本例探索了多通道测量系统应用于小鼠成纤维细胞长周期培养和生物节律化学发光测量的实例。本实验中用的细胞系为小鼠成纤维细胞系，基因型为per2双基因敲除。

细胞准备流程：

通过慢病毒载体基因转导的方法构建永生化的per2双基因敲除的成纤维细胞和per1双基因敲除的成纤维细胞。

需要的设备和溶剂如下：

1)B27 supplement 50x(Invitrogen,Catalog:17504-044)

2)Millicell细胞培养小室(EMD Millipore,Catalog:PICM01250)

3)Dulbecco's modified Eagle medium(DMEM)(gibco,Catalog:C11965500BT)

4)DPBS溶液(gibco,Catalog:14190-144)

5)0.25％ Trypsin-EDTA(gibco,Catalog:C25200-056)

6)Poly-L-lysine溶液(Sigma-Aldrich,Catalog:P4707)

7)DMEM Medium powder(Sigma-Aldrich,Catalog:D2902)

8)HEPES溶液(Invitrogen,Catalog:15630-056)

9)7.5％ NaHCO3溶液(Invitrogen,Catalog:25080-060)

10)10,000U/ml Penicillin-Streptomycin(Invitrogen,Catalog:15140-122)

11)D-Luciferin,Potassium Salt(GoldBio,Catalog:LUCK)

准备的操作过程如下：

1)准备记录培养基：加入A Pack of DMEM powder；20mL 50x B27 Supplement；4.7mL

7.5％ NaHCO3；10mL HEPES溶液；2.5mL 10,000U/ml Penicillin-Streptomycin；3.5g D-glucose；然后加入800ml无菌双重蒸馏水。用NaOH者HCl将溶液pH调至7.2，并用无菌双重蒸馏水将总体积调至1L。最后过滤。使用之前加入D-luciferin(0.1mM)，避光并保存于4℃。

2)准备细胞

a)用Poly-L-lysine(1mg/mL)来包被玻璃观测窗口，包被2h后，去除Poly-L-lysine，并用无菌双重蒸馏水清洗。
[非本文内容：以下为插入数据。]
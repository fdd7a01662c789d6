//! Bounded retry, polling and timeout helpers

use crate::error::{ClusterError, Result};
use rand::Rng;
use std::future::Future;
use std::time::Duration;
use tokio::net::TcpStream;
use tokio::time::{sleep, timeout};

/// Upper bound on a single TCP probe in [`wait_for_server`]
const PROBE_CONNECT_TIMEOUT: Duration = Duration::from_secs(1);

/// Retry budget with exponential backoff
#[derive(Debug, Clone, PartialEq)]
pub struct RetryPolicy {
    /// Total attempts, including the first one
    pub max_attempts: u32,
    /// Delay after the first failure
    pub initial_backoff: Duration,
    /// Cap on any single delay
    pub max_backoff: Duration,
    /// Randomize each delay into `[d/2, d]`
    pub jitter: bool,
}

impl Default for RetryPolicy {
    fn default() -> Self {
        Self {
            max_attempts: 5,
            initial_backoff: Duration::from_millis(100),
            max_backoff: Duration::from_secs(2),
            jitter: true,
        }
    }
}

impl RetryPolicy {
    /// Fixed number of attempts at a fixed interval
    pub fn fixed(max_attempts: u32, interval: Duration) -> Self {
        Self {
            max_attempts,
            initial_backoff: interval,
            max_backoff: interval,
            jitter: false,
        }
    }

    /// Delay to wait after failed attempt number `attempt` (1-based)
    pub fn backoff_for(&self, attempt: u32) -> Duration {
        let exponent = attempt.saturating_sub(1).min(16);
        let delay = self
            .initial_backoff
            .saturating_mul(1u32 << exponent)
            .min(self.max_backoff);

        if self.jitter && !delay.is_zero() {
            let millis = delay.as_millis() as u64;
            let jittered = rand::thread_rng().gen_range(millis / 2..=millis);
            Duration::from_millis(jittered)
        } else {
            delay
        }
    }
}

/// Run `op` until it succeeds, fails with a non-transient error, or the budget runs out.
///
/// The last error is returned unchanged when the budget is exhausted.
pub async fn retry_with_backoff<T, F, Fut>(
    policy: &RetryPolicy,
    operation: &str,
    mut op: F,
) -> Result<T>
where
    F: FnMut() -> Fut,
    Fut: Future<Output = Result<T>>,
{
    let mut attempt = 0;
    loop {
        attempt += 1;
        match op().await {
            Ok(value) => {
                if attempt > 1 {
                    tracing::debug!("{} succeeded on attempt {}", operation, attempt);
                }
                return Ok(value);
            }
            Err(e) if e.is_transient() && attempt < policy.max_attempts => {
                let delay = policy.backoff_for(attempt);
                tracing::warn!(
                    "{} failed (attempt {}/{}): {}; retrying in {:?}",
                    operation,
                    attempt,
                    policy.max_attempts,
                    e,
                    delay
                );
                sleep(delay).await;
            }
            Err(e) => {
                if e.is_transient() {
                    tracing::error!(
                        "{} failed after {} attempts: {}",
                        operation,
                        attempt,
                        e
                    );
                }
                return Err(e);
            }
        }
    }
}

/// Bound a fallible future; elapsed time becomes [`ClusterError::Timeout`].
pub async fn with_timeout<T, Fut>(limit: Duration, operation: &str, fut: Fut) -> Result<T>
where
    Fut: Future<Output = Result<T>>,
{
    match timeout(limit, fut).await {
        Ok(result) => result,
        Err(_) => Err(ClusterError::timeout(format!(
            "{} did not complete within {:?}",
            operation, limit
        ))),
    }
}

/// Evaluate `predicate` up to `attempts` times, `interval` apart.
///
/// Returns the 1-based attempt that satisfied it, or `None` when it never did.
pub async fn poll_until<F>(attempts: u32, interval: Duration, mut predicate: F) -> Option<u32>
where
    F: FnMut() -> bool,
{
    for attempt in 1..=attempts {
        if predicate() {
            return Some(attempt);
        }
        if attempt < attempts {
            sleep(interval).await;
        }
    }
    None
}

/// Wait until a TCP endpoint accepts connections.
pub async fn wait_for_server(
    host: &str,
    port: u16,
    attempts: u32,
    interval: Duration,
) -> Result<()> {
    for attempt in 1..=attempts {
        match timeout(PROBE_CONNECT_TIMEOUT, TcpStream::connect((host, port))).await {
            Ok(Ok(_)) => {
                tracing::debug!("Server at {}:{} is up after {} attempt(s)", host, port, attempt);
                return Ok(());
            }
            Ok(Err(e)) => {
                tracing::debug!("Waiting for {}:{} (attempt {}): {}", host, port, attempt, e);
            }
            Err(_) => {
                tracing::debug!("Connect to {}:{} timed out (attempt {})", host, port, attempt);
            }
        }
        if attempt < attempts {
            sleep(interval).await;
        }
    }

    Err(ClusterError::timeout(format!(
        "Server at {}:{} did not come up after {} attempts",
        host, port, attempts
    )))
}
b)准备细胞，用DMEM培养基在37℃5％ CO2条件下培养细胞，在进行记录之前，先用PBS清洗，再用0.25％ Trypsin-EDTA消化细胞，并用DMEM将细胞重悬。将适量的细胞悬液转移至玻璃观测窗口处，待细胞贴壁后，用记录培养基进行换液。

3)BaSIC灌流系统准备：

a)将BaSIC灌流培养系统拆解，放入75％酒精中浸泡过夜；然后所有部件用双蒸水清洗2-3次，空气中晾干；组装灌流培养系统；(超净台中准备)
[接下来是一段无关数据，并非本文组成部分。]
/// Demo sessions dated around the current day so a fresh install has
/// something to check in to.
fn default_classes() -> Vec<ClassSession> {
    let today = today();
    vec![
        ClassSession {
            date: format_date(today - Duration::days(1)),
            class_name: "React 기초반".into(),
            start_time: "09:00".into(),
            end_time: "18:00".into(),
            announcement: Some("실습 위주의 수업입니다. 노트북을 준비해 주세요.".into()),
            attendance_count: 0,
            total_students: 10,
        },
        ClassSession {
            date: format_date(today),
            class_name: "웹개발 심화과정".into(),
            start_time: "10:00".into(),
            end_time: "17:00".into(),
            announcement: Some("프로젝트 발표가 있습니다. 준비해 오세요.".into()),
            attendance_count: 0,
            total_students: 10,
        },
        ClassSession {
            date: format_date(today + Duration::days(1)),
            class_name: "TypeScript 마스터".into(),
            start_time: "14:00".into(),
            end_time: "18:00".into(),
            announcement: Some("최신 TypeScript 5.0 기능을 다룹니다.".into()),
            attendance_count: 0,
            total_students: 10,
        },
    ]
}

impl LocalStore {
    pub fn new(data_dir: PathBuf) -> Self {
        Self {
            data_dir,
            guard: Mutex::new(()),
        }
    }

    /// Read a collection file. `None` means the file does not exist yet, which
    /// is the signal to seed defaults; I/O or parse faults fold to an empty
    /// collection with a diagnostic log, like every other backend fault.
    fn read<T: DeserializeOwned>(&self, file: &str) -> Option<Vec<T>> {
        let path = self.data_dir.join(file);
        if !path.exists() {
            return None;
        }
        match fs::read_to_string(&path) {
            Ok(raw) => match serde_json::from_str(&raw) {
                Ok(items) => Some(items),
                Err(e) => {
                    tracing::error!(file, error = %e, "failed to parse collection file");
                    Some(Vec::new())
                }
            },
            Err(e) => {
                tracing::error!(file, error = %e, "failed to read collection file");
                Some(Vec::new())
            }
        }
    }

    fn write<T: Serialize>(&self, file: &str, items: &[T]) -> bool {
        if let Err(e) = fs::create_dir_all(&self.data_dir) {
            tracing::error!(error = %e, "failed to create data directory");
            return false;
        }
        let json = match serde_json::to_string_pretty(items) {
            Ok(json) => json,
            Err(e) => {
                tracing::error!(file, error = %e, "failed to serialize collection");
                return false;
            }
        };
        if let Err(e) = fs::write(self.data_dir.join(file), json) {
            tracing::error!(file, error = %e, "failed to write collection file");
            return false;
        }
        true
    }

    /// Load the roster, seeding and persisting the default students on the
    /// very first read.
    fn load_students(&self) -> Vec<Student> {
        match self.read(STUDENTS_FILE) {
            Some(students) => students,
            None => {
                let students = default_students();
                self.write(STUDENTS_FILE, &students);
                students
            }
        }
    }

    fn load_classes(&self) -> Vec<ClassSession> {
        match self.read(CLASSES_FILE) {
            Some(classes) => classes,
            None => {
                let classes = default_classes();
                self.write(CLASSES_FILE, &classes);
                classes
            }
        }
    }

    // Attendance starts empty; no seed.
    fn load_records(&self) -> Vec<AttendanceRecord> {
        self.read(ATTENDANCE_FILE).unwrap_or_default()
    }

    /// Recompute the cached attendance count for one date from the records
    /// collection and persist it. The count is derived state and is never
    /// adjusted incrementally.
    fn recompute_attendance_count(&self, class_date: &str) {
        let mut classes = self.load_classes();
        let records = self.load_records();
        if let Some(class) = classes.iter_mut().find(|c| c.date == class_date) {
            class.attendance_count =
                records.iter().filter(|r| r.class_date == class_date).count() as u32;
            self.write(CLASSES_FILE, &classes);
        }
    }

    fn lock(&self) -> std::sync::MutexGuard<'_, ()> {
        self.guard.lock().unwrap_or_else(|e| e.into_inner())
    }
}

#[async_trait]
impl AttendanceStore for LocalStore {
    async fn get_students(&self) -> Vec<Student> {
        let _guard = self.lock();
        self.load_students()
    }

    async fn set_students(&self, students: Vec<Student>) -> bool {
        let _guard = self.lock();
        self.write(STUDENTS_FILE, &students)
    }

    async fn add_student(&self, student: NewStudent) -> bool {
        let _guard = self.lock();
        let mut students = self.load_students();
        if students.iter().any(|s| s.student_id == student.student_id) {
            tracing::warn!(student_id = %student.student_id, "sign-up rejected: handle already taken");
            return false;
        }
        let id = format!("S{:03}", students.len() + 1);
        students.push(Student {
            id,
            name: student.name,
            student_id: student.student_id,
            password: student.password,
            active: student.active,
        });
        self.write(STUDENTS_FILE, &students)
    }

    async fn active_students_count(&self) -> usize {
        let _guard = self.lock();
        self.load_students().iter().filter(|s| s.active).count()
    }

    async fn validate_student_login(&self, student_id: &str, password: &str) -> Option<Student> {
        let _guard = self.lock();
        let students = self.load_students();
        let student = students
            .into_iter()
            .find(|s| s.student_id == student_id && s.active)?;
        let stored = student.password.as_deref().unwrap_or(DEFAULT_STUDENT_PASSWORD);
        if stored == password {
            Some(student)
        } else {
            None
        }
    }

    async fn get_classes(&self) -> Vec<ClassSession> {
        let _guard = self.lock();
        self.load_classes()
    }

    async fn set_classes(&self, classes: Vec<ClassSession>) -> bool {
        let _guard = self.lock();
        self.write(CLASSES_FILE, &classes)
    }

    async fn add_class(&self, class: NewClassSession) -> bool {
        let _guard = self.lock();
        let mut classes = self.load_classes();
        if classes.iter().any(|c| c.date == class.date) {
            tracing::warn!(date = %class.date, "class rejected: session already exists for date");
            return false;
        }
        let total_students = self.load_students().iter().filter(|s| s.active).count() as u32;
        classes.push(ClassSession {
            date: class.date,
            class_name: class.class_name,
            start_time: class.start_time,
            end_time: class.end_time,
            announcement: class.announcement,
            attendance_count: 0,
            total_students,
        });
        self.write(CLASSES_FILE, &classes)
    }

    async fn get_class_by_date(&self, date: &str) -> Option<ClassSession> {
        let _guard = self.lock();
        self.load_classes().into_iter().find(|c| c.date == date)
    }

    async fn get_attendance_records(&self) -> Vec<AttendanceRecord> {
        let _guard = self.lock();
        self.load_records()
    }

    async fn set_attendance_records(&self, records: Vec<AttendanceRecord>) -> bool {
        let _guard = self.lock();
        let ok = self.write(ATTENDANCE_FILE, &records);
        if ok {
            // Bulk replacement can touch any date; bring every cached count
            // back in line.
            let mut classes = self.load_classes();
            for class in classes.iter_mut() {
                class.attendance_count =
                    records.iter().filter(|r| r.class_date == class.date).count() as u32;
            }
            self.write(CLASSES_FILE, &classes);
        }
        ok
    }

    async fn add_attendance_record(&self, student_id: &str, class_date: &str) -> bool {
        let _guard = self.lock();
        if !self.load_classes().iter().any(|c| c.date == class_date) {
            tracing::warn!(%class_date, "check-in rejected: no session for date");
            return false;
        }
        let students = self.load_students();
        let Some(student) = students.iter().find(|s| s.id == student_id) else {
            tracing::warn!(%student_id, "check-in rejected: unknown student");
            return false;
        };
        let mut records = self.load_records();
        if records
            .iter()
            .any(|r| r.student_id == student_id && r.class_date == class_date)
        {
            tracing::warn!(%student_id, %class_date, "check-in rejected: already present");
            return false;
        }
        records.push(AttendanceRecord {
            student_id: student_id.to_string(),
            student_name: student.name.clone(),
            class_date: class_date.to_string(),
            attendance_time: now_time_string(),
            status: STATUS_PRESENT.to_string(),
        });
        if !self.write(ATTENDANCE_FILE, &records) {
            return false;
        }
        self.recompute_attendance_count(class_date);
        true
    }

    async fn remove_attendance_record(&self, student_id: &str, class_date: &str) -> bool {
        let _guard = self.lock();
        let mut records = self.load_records();
        let before = records.len();
        records.retain(|r| !(r.student_id == student_id && r.class_date == class_date));
        if records.len() == before {
            return false;
        }
        if !self.write(ATTENDANCE_FILE, &records) {
            return false;
        }
        self.recompute_attendance_count(class_date);
        true
    }

    async fn get_student_attendance_records(&self, student_id: &str) -> Vec<AttendanceRecord> {
        let _guard = self.lock();
        self.load_records()
            .into_iter()
            .filter(|r| r.student_id == student_id)
            .collect()
    }

    async fn get_attendance_by_date(&self, date: &str) -> Vec<AttendanceRecord> {
        let _guard = self.lock();
        self.load_records()
            .into_iter()
            .filter(|r| r.class_date == date)
            .collect()
    }

    async fn reset_data(&self) -> bool {
        let _guard = self.lock();
        for file in [STUDENTS_FILE, CLASSES_FILE, ATTENDANCE_FILE] {
            let path = self.data_dir.join(file);
            if path.exists() {
                if let Err(e) = fs::remove_file(&path) {
                    tracing::error!(file, error = %e, "failed to remove collection file");
                    return false;
                }
            }
        }
        true
    }
}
b)用Poly-L-lysine(1mg/mL)将灌流培养系统的玻璃层进行包被，两小时后移除Poly-L-lysine，并用双蒸水冲洗一遍。然后把细胞(浓度)用移液枪移入玻璃层上，将旋钮盖旋紧密封，放入37℃培养箱过夜，等待细胞贴壁。(超净台中)

其他步骤见实施例1。

其他步骤(灌流系统，加热系统，以及测量准备等)见实施例1。

利用多通道系统测量per2双基因敲除成纤维细胞生物节律结果见图8。

以上所述，仅为本发明较佳的具体实施方式，但本发明的保护范围并不局限于此，任何熟悉本技术领域的技术人员在本发明揭露的技术范围内，可轻易想到的变化或替换，都应涵盖在本发明的保护范围之内。因此，本发明的保护范围应以所述权利要求的保护范围为准。